The year-long refusal of African Americans to use city buses that followed is regarded as the first major US demonstration against segregation.
In an interview ahead of the opening on Tuesday, Mr Mendoza said he hoped the grandeur of the Naples debut of Almost Home would draw attention to Parks’ legacy and help America “remember a house it didn’t know it had forgotten”.

Parks lived in the tiny house in Detroit with her brother and his family as she struggled to make a new life for herself in the northern US after receiving death threats following the bus protest.
The family says Parks, who died in 2005, lived there with 17 other relatives.

The house was abandoned and was listed for demolition after the financial crisis in 2008 and Detroit’s dramatic decline, but Parks’ niece, Rhea McCauley, bought it from the city for 500 dollars (£388) and donated it to Mr Mendoza.

After unsuccessful efforts to persuade the city to help save the building, Mr Mendoza in 2016 dismantled it and moved it to Berlin, rebuilding it at his studio for public display.
For Mr Mendoza, the house epitomises the experience of many African Americans who migrated north in the first half of the last century, only to face redlining and other discrimination that has affected generations of black Americans.

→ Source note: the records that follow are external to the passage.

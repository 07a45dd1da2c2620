use super::{agent_prompt, capture, TicketProvider};
use crate::error::TicketError;
use crate::platform::{Platform, PlatformPatterns};
use crate::ticket::payload::{bool_at, str_at, string_list_at, timestamp_at, value_at, RawPayload};
use crate::ticket::{GenericTicket, TicketId, TicketStatus, TicketType};

const SHAPE: &str = r#"{
  "id": "5f1a...",
  "shortLink": "AbCd1234",
  "name": "...",
  "desc": "...",
  "url": "https://trello.com/c/AbCd1234/...",
  "closed": false,
  "list": {"name": "Doing"},
  "labels": [{"name": "bug"}],
  "members": [{"fullName": "..."}],
  "dateLastActivity": "2024-01-01T00:00:00.000Z",
  "due": null
}"#;

pub struct TrelloProvider {
  patterns: PlatformPatterns,
  prompt: String,
}

impl TrelloProvider {
  /// Provider parsing input with `patterns`.
  pub fn new(patterns: PlatformPatterns) -> Result<Self, regex::Error> {
    Ok(Self {
      patterns,
      prompt: agent_prompt(SHAPE),
    })
  }
}

impl TicketProvider for TrelloProvider {
  fn platform(&self) -> Platform {
    Platform::Trello
  }

  fn parse_input(&self, input: &str) -> Result<TicketId, TicketError> {
    let fields = capture(&self.patterns, input, "a trello.com card URL")?;
    TicketId::new(fields.get("short_link")?)
      .map_err(|e| TicketError::parse(Platform::Trello, input, e.to_string()))
  }

  fn normalize(&self, payload: &RawPayload) -> Result<GenericTicket, TicketError> {
    // Card URLs carry the short link, so prefer it as the id.
    let id = str_at(payload, "shortLink")
      .or_else(|| str_at(payload, "id"))
      .and_then(|id| TicketId::new(id).ok())
      .ok_or_else(|| TicketError::normalize(Platform::Trello, "payload has no 'shortLink' or 'id'"))?;

    let status = if bool_at(payload, "closed") == Some(true) {
      TicketStatus::Closed
    } else {
      str_at(payload, "list.name")
        .map(|name| TicketStatus::from_keyword(&name))
        .unwrap_or_default()
    };
    let labels = string_list_at(payload, "labels", "name");

    Ok(
      GenericTicket::builder(Platform::Trello, id)
        .url(str_at(payload, "url").or_else(|| str_at(payload, "shortUrl")).unwrap_or_default())
        .title(str_at(payload, "name").unwrap_or_default())
        .description(str_at(payload, "desc").unwrap_or_default())
        .status(status)
        .ticket_type(TicketType::from_labels(&labels))
        .assignee(str_at(payload, "members.0.fullName"))
        .labels(labels)
        .updated_at(timestamp_at(payload, "dateLastActivity"))
        .metadata("list", value_at(payload, "list.name").cloned().unwrap_or_default())
        .metadata("due", value_at(payload, "due").cloned().unwrap_or_default())
        .build(),
    )
  }

  fn prompt_template(&self) -> &str {
    &self.prompt
  }

  fn required_fields(&self) -> &'static [&'static str] {
    &["shortLink", "name"]
  }
}

#[cfg(test)]
mod tests {
  use super::*;
  use crate::testing::payload;
  use serde_json::json;

  fn provider() -> TrelloProvider {
    TrelloProvider::new(PlatformPatterns::builtin(Platform::Trello).unwrap()).unwrap()
  }

  #[test]
  fn test_parse_card_url() {
    let p = provider();
    assert_eq!(
      p.parse_input("https://trello.com/c/AbCd1234/17-fix-login").unwrap().as_str(),
      "AbCd1234"
    );
    assert!(p.parse_input("AbCd1234").is_err());
  }

  #[test]
  fn test_normalize_card() {
    let p = provider();
    let ticket = p
      .normalize(&payload(json!({
        "id": "5f1a0000",
        "shortLink": "AbCd1234",
        "name": "Fix login",
        "list": {"name": "Doing"},
        "labels": [{"name": "bug"}, {"name": ""}],
        "members": [{"fullName": "Kim"}]
      })))
      .unwrap();

    assert_eq!(ticket.id().as_str(), "AbCd1234");
    assert_eq!(ticket.status(), TicketStatus::InProgress);
    assert_eq!(ticket.ticket_type(), TicketType::Bug);
    assert_eq!(ticket.labels(), ["bug".to_string()]);
    assert_eq!(ticket.assignee(), Some("Kim"));
  }

  #[test]
  fn test_short_link_is_required() {
    let p = provider();
    assert!(p.required_fields().contains(&"shortLink"));
  }

  #[test]
  fn test_closed_card_and_id_fallback() {
    let p = provider();
    let ticket = p
      .normalize(&payload(json!({"id": "5f1a0000", "name": "Old", "closed": true, "list": {"name": "Doing"}})))
      .unwrap();
    assert_eq!(ticket.id().as_str(), "5f1a0000");
    assert_eq!(ticket.status(), TicketStatus::Closed);
  }
}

“This house, in a word, is a way for people to understand why people in America are so enraged,” he said.
He takes particular satisfaction that the house, which is “so fragile that you can almost blow it over”, is being exhibited in the central courtyard of a royal palace, where it is unlikely to have been welcomed by the kings of the House of Bourbon.

But now, “instead of being rejected by the walls of the royal palace, it’s embraced and protected by these walls”, he said. “Potentially thanks to the showing of the house in this way, America will allow the house to have a home.”